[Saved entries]
/// Result of an impact estimation
#[derive(Debug, Clone, Serialize, Deserialize, PartialEq, Eq)]
pub struct ImpactReport {
    /// Functions with edges into the changed paths
    pub affected_function_count: usize,
    /// Files that would need re-resolution
    pub files_to_update: Vec<String>,
}

/// Read-only query surface over a graph store
pub struct GraphQuery {
    store: Arc<dyn GraphStore>,
}

impl GraphQuery {
    /// Create a query surface
    pub fn new(store: Arc<dyn GraphStore>) -> Self {
        Self { store }
    }

    /// Aggregate overview used as the LLM context
    pub async fn project_overview(&self, project_id: &str) -> Result<ProjectOverview> {
        let total_files = self.store.count_nodes(project_id, NodeKind::File).await?;
        let functions = self.collect_nodes(project_id, NodeKind::Function).await?;
        let classes = self.collect_nodes(project_id, NodeKind::Class).await?;
        let total_functions_methods = functions.len();
        let total_classes = classes
            .iter()
            .filter(|c| c.bool_prop("placeholder") != Some(true))
            .count();

        let average_functions_per_file = if total_files == 0 {
            0.0
        } else {
            total_functions_methods as f64 / total_files as f64
        };

        // Rank modules by definitions in their file
        let mut per_file: HashMap<String, usize> = HashMap::new();
        for node in functions.iter().chain(classes.iter()) {
            if let Some(path) = node.str_prop("file_path") {
                *per_file.entry(path.to_string()).or_default() += 1;
            }
        }
        let mut ranked_files: Vec<(String, usize)> = per_file.into_iter().collect();
        ranked_files.sort_by(|a, b| b.1.cmp(&a.1).then_with(|| a.0.cmp(&b.0)));
        let main_modules = ranked_files
            .iter()
            .take(5)
            .map(|(path, _)| crate::model::ModuleName::from_path(path).as_str().to_string())
            .collect();

        // Largest classes by method count
        let mut methods_per_class: HashMap<(String, String), usize> = HashMap::new();
        for func in &functions {
            if func.bool_prop("is_method") == Some(true) {
                if let (Some(class_name), Some(path)) =
                    (func.str_prop("class_name"), func.str_prop("file_path"))
                {
                    *methods_per_class
                        .entry((class_name.to_string(), path.to_string()))
                        .or_default() += 1;
                }
            }
        }
        let mut largest: Vec<ClassMethodCount> = methods_per_class
            .into_iter()
            .map(|((name, file_path), method_count)| ClassMethodCount {
                name,
                file_path,
                method_count,
            })
            .collect();
        largest.sort_by(|a, b| {
            b.method_count
                .cmp(&a.method_count)
                .then_with(|| a.name.cmp(&b.name))
        });
        largest.truncate(5);

        // Most called functions
        let calls = self.store.edges(project_id, EdgeKind::Calls).await?;
        let mut inbound: HashMap<CompositeId, usize> = HashMap::new();
        for edge in &calls {
            *inbound.entry(edge.dst.clone()).or_default() += 1;
        }
        let mut most_called: Vec<FunctionCallCount> = Vec::new();
        for (id, call_count) in inbound {
            if let Some(node) = self.store.get_node(NodeKind::Function, &id).await? {
                most_called.push(FunctionCallCount {
                    name: node.str_prop("name").unwrap_or_default().to_string(),
                    file_path: node.str_prop("file_path").unwrap_or_default().to_string(),
                    call_count,
                });
            }
        }
        most_called.sort_by(|a, b| {
            b.call_count
                .cmp(&a.call_count)
                .then_with(|| a.name.cmp(&b.name))
        });
        most_called.truncate(5);

        Ok(ProjectOverview {
            total_files,
            total_classes,
            total_functions_methods,
            average_functions_per_file,
            main_modules,
            top_5_largest_classes_by_methods: largest,
            top_5_most_called_functions: most_called,
        })
    }

    /// Resolved call relationships, optionally filtered by caller or callee name
    pub async fn function_call_relationships(
        &self,
        project_id: &str,
        function_name: Option<&str>,
        limit: usize,
        offset: usize,
    ) -> Result<Vec<CallInfo>> {
        let mut edges = self.store.edges(project_id, EdgeKind::Calls).await?;
        edges.sort_by(|a, b| (a.src.as_str(), a.dst.as_str()).cmp(&(b.src.as_str(), b.dst.as_str())));

        let mut out = Vec::new();
        for edge in edges {
            let Some(caller) = self.store.get_node(NodeKind::Function, &edge.src).await? else {
                continue;
            };
            let Some(callee) = self.store.get_node(NodeKind::Function, &edge.dst).await? else {
                continue;
            };
            let caller_name = caller.str_prop("name").unwrap_or_default().to_string();
            let callee_name = callee.str_prop("name").unwrap_or_default().to_string();
            if let Some(filter) = function_name {
                if caller_name != filter && callee_name != filter {
                    continue;
                }
            }
            out.push(CallInfo {
                caller_name,
                caller_file: caller.str_prop("file_path").unwrap_or_default().to_string(),
                callee_name,
                callee_file: callee.str_prop("file_path").unwrap_or_default().to_string(),
                call_site_line: edge
                    .properties
                    .get("call_site_line")
                    .and_then(serde_json::Value::as_u64)
                    .map(|v| v as usize),
            });
        }
        Ok(out.into_iter().skip(offset).take(limit).collect())
    }

    /// Bases of a named class
    pub async fn class_inheritance(
        &self,
        project_id: &str,
        class_name: &str,
        limit: usize,
        offset: usize,
    ) -> Result<Vec<InheritanceInfo>> {
        let classes = self
            .store
            .nodes_by_name(project_id, NodeKind::Class, class_name)
            .await?;
        let mut out = Vec::new();
        for class in classes {
            for edge in self.store.edges_from(&class.id).await? {
                if edge.kind != EdgeKind::InheritsFrom {
                    continue;
                }
                if let Some(base) = self.store.get_node(NodeKind::Class, &edge.dst).await? {
                    out.push(InheritanceInfo {
                        class_name: class_name.to_string(),
                        base_name: base.str_prop("name").unwrap_or_default().to_string(),
                        base_file: base.str_prop("file_path").unwrap_or_default().to_string(),
                        placeholder: base.bool_prop("placeholder").unwrap_or(false),
                    });
                }
            }
        }
        out.sort_by(|a, b| a.base_name.cmp(&b.base_name));
        Ok(out.into_iter().skip(offset).take(limit).collect())
    }

    /// Call cycles among functions, each reported once as a name path
    pub async fn circular_function_calls(
        &self,
        project_id: &str,
        limit: usize,
        offset: usize,
    ) -> Result<Vec<Vec<String>>> {
        let edges = self.store.edges(project_id, EdgeKind::Calls).await?;
        let mut adjacency: HashMap<&str, Vec<&str>> = HashMap::new();
        for edge in &edges {
            adjacency
                .entry(edge.src.as_str())
                .or_default()
                .push(edge.dst.as_str());
        }
        for targets in adjacency.values_mut() {
            targets.sort();
        }

        let mut cycles: Vec<Vec<String>> = Vec::new();
        let mut done: HashSet<&str> = HashSet::new();
        let mut starts: Vec<&&str> = adjacency.keys().collect();
        starts.sort();

        for &start in starts {
            if done.contains(start) {
                continue;
            }
            let mut path: Vec<&str> = Vec::new();
            let mut on_path: HashSet<&str> = HashSet::new();
            // Iterative DFS with explicit backtrack markers
            let mut frames: Vec<(&str, usize)> = vec![(start, 0)];
            while let Some((node, child_idx)) = frames.pop() {
                if child_idx == 0 {
                    path.push(node);
                    on_path.insert(node);
                }
                let children = adjacency.get(node).map(Vec::as_slice).unwrap_or(&[]);
                if child_idx < children.len() {
                    frames.push((node, child_idx + 1));
                    let child = children[child_idx];
                    if on_path.contains(child) {
                        let cycle_start = path.iter().position(|n| *n == child).unwrap();
                        let mut names = Vec::new();
                        for id in &path[cycle_start..] {
                            names.push(self.function_name(id).await?);
                        }
                        if !cycles.contains(&names) {
                            cycles.push(names);
                        }
                    } else if !done.contains(child) {
                        frames.push((child, 0));
                    }
                } else {
                    path.pop();
                    on_path.remove(node);
                    done.insert(node);
                }
            }
        }
        Ok(cycles.into_iter().skip(offset).take(limit).collect())
    }

    /// Classes with at least `min_methods` methods
    pub async fn large_classes(
        &self,
        project_id: &str,
        min_methods: usize,
        limit: usize,
        offset: usize,
    ) -> Result<Vec<ClassMethodCount>> {
        let functions = self.collect_nodes(project_id, NodeKind::Function).await?;
        let mut counts: HashMap<(String, String), usize> = HashMap::new();
        for func in &functions {
            if func.bool_prop("is_method") == Some(true) {
                if let (Some(class_name), Some(path)) =
                    (func.str_prop("class_name"), func.str_prop("file_path"))
                {
                    *counts
                        .entry((class_name.to_string(), path.to_string()))
                        .or_default() += 1;
                }
            }
        }
        let mut out: Vec<ClassMethodCount> = counts
            .into_iter()
            .filter(|(_, count)| *count >= min_methods)
            .map(|((name, file_path), method_count)| ClassMethodCount {
                name,
                file_path,
                method_count,
            })
            .collect();
        out.sort_by(|a, b| b.method_count.cmp(&a.method_count).then_with(|| a.name.cmp(&b.name)));
        Ok(out.into_iter().skip(offset).take(limit).collect())
    }

    /// Case-insensitive substring search over symbol names
    pub async fn search(
        &self,
        project_id: &str,
        term: &str,
        kinds: &[NodeKind],
        limit: usize,
        offset: usize,
    ) -> Result<Vec<SearchHit>> {
        let needle = term.to_lowercase();
        let mut out = Vec::new();
        for kind in kinds {
            for node in self.collect_nodes(project_id, *kind).await? {
                let Some(name) = node.str_prop("name") else {
                    continue;
                };
                if name.to_lowercase().contains(&needle) {
                    out.push(SearchHit {
                        kind: *kind,
                        name: name.to_string(),
                        file_path: node.str_prop("file_path").unwrap_or_default().to_string(),
                        line: node.int_prop("start_line").map(|v| v as usize),
                    });
                }
            }
        }
        out.sort_by(|a, b| a.name.cmp(&b.name).then_with(|| a.file_path.cmp(&b.file_path)));
        Ok(out.into_iter().skip(offset).take(limit).collect())
    }

    /// Estimate blast radius of changing the given paths
    pub async fn impact_of_changes(
        &self,
        project_id: &str,
        paths: &[String],
    ) -> Result<ImpactReport> {
        let mut affected_functions: HashSet<CompositeId> = HashSet::new();
        let mut files: HashSet<String> = HashSet::new();

        for path in paths {
            let file_id = CompositeId::file(project_id, path);
            let defined: Vec<CompositeId> = self
                .store
                .edges_to(&file_id)
                .await?
                .into_iter()
                .filter(|e| e.kind == EdgeKind::DefinedIn)
                .map(|e| e.src)
                .collect();
            for symbol in defined {
                for edge in self.store.edges_to(&symbol).await? {
                    if !matches!(edge.kind, EdgeKind::Calls | EdgeKind::InheritsFrom) {
                        continue;
                    }
                    if let Some(src) = self.store.get_node(NodeKind::Function, &edge.src).await? {
                        if let Some(file) = src.str_prop("file_path") {
                            files.insert(file.to_string());
                        }
                        affected_functions.insert(src.id);
                    } else if let Some(src) = self.store.get_node(NodeKind::Class, &edge.src).await?
                    {
                        if let Some(file) = src.str_prop("file_path") {
                            files.insert(file.to_string());
                        }
                    }
                }
            }
        }

        let mut files_to_update: Vec<String> = files.into_iter().collect();
        files_to_update.sort();
        Ok(ImpactReport {
            affected_function_count: affected_functions.len(),
            files_to_update,
        })
    }

    async fn collect_nodes(
        &self,
        project_id: &str,
        kind: NodeKind,
    ) -> Result<Vec<crate::model::NodeRecord>> {
        let mut out = Vec::new();
        let mut offset = 0;
        loop {
            let page = self.store.nodes(project_id, kind, SCAN_PAGE, offset).await?;
            let done = page.len() < SCAN_PAGE;
            out.extend(page);
            if done {
                break;
            }
            offset += SCAN_PAGE;
        }
        Ok(out)
    }

    async fn function_name(&self, id: &str) -> Result<String> {
        let cid = CompositeId::from(id.to_string());
        Ok(self
            .store
            .get_node(NodeKind::Function, &cid)
            .await?
            .and_then(|n| n.str_prop("name").map(str::to_string))
            .unwrap_or_else(|| id.to_string()))
    }
}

Required action:
The lines above, from the first through the one containing "pub fn new(store: Arc<dyn", must be restated word for word, with nothing added.

Output for this task:
/// Result of an impact estimation
#[derive(Debug, Clone, Serialize, Deserialize, PartialEq, Eq)]
pub struct ImpactReport {
    /// Functions with edges into the changed paths
    pub affected_function_count: usize,
    /// Files that would need re-resolution
    pub files_to_update: Vec<String>,
}

/// Read-only query surface over a graph store
pub struct GraphQuery {
    store: Arc<dyn GraphStore>,
}

impl GraphQuery {
    /// Create a query surface
    pub fn new(store: Arc<dyn GraphStore>) -> Self {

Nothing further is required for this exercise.